## Work task:
Copy out precisely the line that holds "for defined in" and all the lines following it in the data, up to and including the last one, and no others.

★ ★ ★ ★ ★ ★ ★

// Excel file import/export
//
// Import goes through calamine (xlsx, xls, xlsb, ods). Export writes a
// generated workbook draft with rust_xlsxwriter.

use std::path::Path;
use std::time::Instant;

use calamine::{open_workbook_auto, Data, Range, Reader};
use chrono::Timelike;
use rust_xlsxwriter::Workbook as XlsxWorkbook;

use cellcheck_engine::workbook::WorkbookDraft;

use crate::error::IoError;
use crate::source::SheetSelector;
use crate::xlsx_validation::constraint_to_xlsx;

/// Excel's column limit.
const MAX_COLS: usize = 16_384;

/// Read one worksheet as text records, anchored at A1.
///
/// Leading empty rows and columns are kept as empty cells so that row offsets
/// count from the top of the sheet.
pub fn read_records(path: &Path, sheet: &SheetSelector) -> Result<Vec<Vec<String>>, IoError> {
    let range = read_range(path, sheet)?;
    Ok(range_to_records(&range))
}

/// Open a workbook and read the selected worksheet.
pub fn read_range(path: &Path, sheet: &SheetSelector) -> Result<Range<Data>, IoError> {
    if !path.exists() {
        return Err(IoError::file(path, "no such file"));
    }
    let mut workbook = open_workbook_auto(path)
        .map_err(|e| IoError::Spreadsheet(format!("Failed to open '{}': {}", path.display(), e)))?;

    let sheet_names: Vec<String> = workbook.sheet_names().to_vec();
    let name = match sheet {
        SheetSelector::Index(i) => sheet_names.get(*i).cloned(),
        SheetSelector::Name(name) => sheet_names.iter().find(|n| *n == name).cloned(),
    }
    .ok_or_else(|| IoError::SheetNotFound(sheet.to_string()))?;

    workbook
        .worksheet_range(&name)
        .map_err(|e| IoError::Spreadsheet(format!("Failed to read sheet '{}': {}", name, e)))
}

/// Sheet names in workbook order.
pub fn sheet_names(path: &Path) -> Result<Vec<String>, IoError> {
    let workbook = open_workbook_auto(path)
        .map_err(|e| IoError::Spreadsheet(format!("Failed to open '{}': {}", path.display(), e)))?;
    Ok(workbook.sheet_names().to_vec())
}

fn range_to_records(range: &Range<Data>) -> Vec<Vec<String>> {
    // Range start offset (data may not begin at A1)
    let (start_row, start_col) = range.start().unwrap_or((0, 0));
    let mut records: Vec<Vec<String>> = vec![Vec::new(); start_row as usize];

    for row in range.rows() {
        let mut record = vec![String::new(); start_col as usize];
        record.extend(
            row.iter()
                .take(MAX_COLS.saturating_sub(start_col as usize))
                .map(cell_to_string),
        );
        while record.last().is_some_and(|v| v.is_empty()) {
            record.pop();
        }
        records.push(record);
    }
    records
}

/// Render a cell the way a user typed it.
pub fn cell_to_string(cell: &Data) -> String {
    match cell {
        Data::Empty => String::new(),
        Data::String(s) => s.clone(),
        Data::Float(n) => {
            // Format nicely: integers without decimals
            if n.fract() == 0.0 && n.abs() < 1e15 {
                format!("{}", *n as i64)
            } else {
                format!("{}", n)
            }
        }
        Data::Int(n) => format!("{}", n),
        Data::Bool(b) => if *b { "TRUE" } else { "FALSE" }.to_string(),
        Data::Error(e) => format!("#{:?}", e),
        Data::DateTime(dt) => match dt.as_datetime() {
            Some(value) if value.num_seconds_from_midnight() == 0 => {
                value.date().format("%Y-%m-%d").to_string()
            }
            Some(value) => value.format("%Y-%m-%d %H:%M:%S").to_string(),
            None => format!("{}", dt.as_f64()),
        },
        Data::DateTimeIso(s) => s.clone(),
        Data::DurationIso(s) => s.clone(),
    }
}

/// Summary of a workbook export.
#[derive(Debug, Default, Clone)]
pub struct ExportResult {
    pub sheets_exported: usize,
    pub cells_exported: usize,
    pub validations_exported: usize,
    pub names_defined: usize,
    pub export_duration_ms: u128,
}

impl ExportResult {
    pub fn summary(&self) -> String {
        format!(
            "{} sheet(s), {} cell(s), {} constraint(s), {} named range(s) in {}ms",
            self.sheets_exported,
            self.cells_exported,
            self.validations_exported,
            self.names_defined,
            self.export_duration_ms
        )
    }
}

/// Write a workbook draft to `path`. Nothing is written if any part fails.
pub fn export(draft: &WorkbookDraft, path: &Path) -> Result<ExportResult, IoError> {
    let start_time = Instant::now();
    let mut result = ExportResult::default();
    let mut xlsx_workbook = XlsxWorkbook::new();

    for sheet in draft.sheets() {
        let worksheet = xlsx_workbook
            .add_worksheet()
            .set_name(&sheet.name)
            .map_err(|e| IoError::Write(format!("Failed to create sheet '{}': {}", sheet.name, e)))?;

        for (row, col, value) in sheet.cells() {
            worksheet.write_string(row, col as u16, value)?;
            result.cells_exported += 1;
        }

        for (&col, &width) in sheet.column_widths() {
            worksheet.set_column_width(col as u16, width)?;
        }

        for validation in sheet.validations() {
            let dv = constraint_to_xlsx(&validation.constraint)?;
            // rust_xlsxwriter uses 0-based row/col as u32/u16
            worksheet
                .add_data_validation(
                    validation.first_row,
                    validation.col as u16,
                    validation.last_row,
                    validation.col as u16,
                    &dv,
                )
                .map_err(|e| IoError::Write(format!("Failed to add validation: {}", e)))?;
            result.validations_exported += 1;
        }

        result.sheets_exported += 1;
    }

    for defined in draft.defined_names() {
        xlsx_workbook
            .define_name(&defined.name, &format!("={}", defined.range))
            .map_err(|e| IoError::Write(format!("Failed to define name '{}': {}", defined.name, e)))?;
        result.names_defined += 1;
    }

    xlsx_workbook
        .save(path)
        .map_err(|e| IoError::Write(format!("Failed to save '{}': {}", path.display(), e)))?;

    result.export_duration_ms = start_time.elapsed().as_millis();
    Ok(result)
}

★ ★ ★ ★ ★ ★ ★

## Exercise result:
    for defined in draft.defined_names() {
        xlsx_workbook
            .define_name(&defined.name, &format!("={}", defined.range))
            .map_err(|e| IoError::Write(format!("Failed to define name '{}': {}", defined.name, e)))?;
        result.names_defined += 1;
    }

    xlsx_workbook
        .save(path)
        .map_err(|e| IoError::Write(format!("Failed to save '{}': {}", path.display(), e)))?;

    result.export_duration_ms = start_time.elapsed().as_millis();
    Ok(result)
}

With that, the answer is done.